THIS NOTICE DESCRIBES HOW YOUR MEDICAL INFORMATION MAY BE USED AND DISCLOSED AND HOW YOU CAN GET ACCESS TO THIS INFORMATION. PLEASE REVIEW IT CAREFULLY.

Who We Are

This Notice describes the privacy practices of Alpha Telemedicine, P.C. (f/k/a Clarity Health, P.C.), Alpha Telemedicine of Kansas, P.A. (f/k/a Clarity Health of Kansas, P.A.), Alpha Telemedicine of New Jersey, P.A. (f/k/a Clarity Health of New Jersey, P.A.), Alpha Telemedicine of Alaska, P.C. (f/k/a Clarity Health of Alaska, P.C.), all of which provide healthcare services via telehealth or telemedicine (referred to in this Notice as “we” or “us”) at www.helloalpha.com

Purpose and Scope

We respect your privacy. We are also legally required to maintain the privacy of your protected health information (PHI) under the Health Insurance Portability and Accountability Act (HIPAA) and other federal and state laws. We follow state privacy laws when they are stricter or more protective of your PHI than federal law.

We create a record of the care and health services you receive, to provide your care, and to comply with certain legal requirements. This Notice applies to all the PHI that we generate.

We follow, and our employees and other workforce members follow, the duties and privacy practices that this Notice describes and any changes once they take effect.

The law permits or requires us to use or disclose your PHI for various reasons, which we explain in this Notice. We have included some examples, but we have not listed every permissible use or disclosure. When using or disclosing PHI or requesting your PHI from another source, we will make reasonable efforts to limit our use, disclosure, or request about your PHI to the minimum we need to accomplish our intended purpose.

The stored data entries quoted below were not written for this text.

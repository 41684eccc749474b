//! PVM accumulation oracle over loopback HTTP.

use std::time::Duration;

use serde::Serialize;

use jam_stf::{AccumulateItem, PvmError, PvmOracle};
use jam_types::{ServiceId, TimeSlot};

/// HTTP client for the service-execution endpoint.
pub struct HttpPvm {
    base_url: String,
    http: reqwest::Client,
}

#[derive(Serialize)]
struct AccumulateRequest<'a> {
    slot: TimeSlot,
    service_id: ServiceId,
    items: &'a [AccumulateItem],
}

impl HttpPvm {
    pub fn new(base_url: String, timeout: Duration) -> Result<Self, PvmError> {
        let http = reqwest::Client::builder()
            .timeout(timeout)
            .build()
            .map_err(|e| PvmError::Unreachable(e.to_string()))?;
        Ok(Self { base_url, http })
    }
}

impl PvmOracle for HttpPvm {
    async fn accumulate(
        &self,
        slot: TimeSlot,
        service_id: ServiceId,
        items: &[AccumulateItem],
    ) -> Result<(), PvmError> {
        let url = format!("{}/service/accumulate_json", self.base_url.trim_end_matches('/'));
        let response = self
            .http
            .post(&url)
            .json(&AccumulateRequest { slot, service_id, items })
            .send()
            .await
            .map_err(|e| PvmError::Unreachable(e.to_string()))?;

        if !response.status().is_success() {
            let status = response.status();
            let body = response.text().await.unwrap_or_default();
            return Err(PvmError::Rejected(format!("{status}: {body}")));
        }
        tracing::debug!(slot, service_id, items = items.len(), "pvm accumulation accepted");
        Ok(())
    }
}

As part of our commitment and legal compliance, we are providing you with this Notice of Privacy Practices (Notice). This Notice describes:

  • Our legal duties and privacy practices regarding your PHI, including our duty to notify you following a data breach of your unsecured PHI.
  • Our permitted uses and disclosures of your PHI.
  • Your rights regarding your PHI.

PHI Defined

Your PHI is health information about you which someone may use to identify you and which we keep or transmit in electronic, oral, or written form. It includes information such as your:

  • name;
  • contact information;
  • past, present, or future physical or mental health or medical conditions;
  • payment for health care products or services; or
  • prescriptions.

PHI does not include employment records that your employer may hold.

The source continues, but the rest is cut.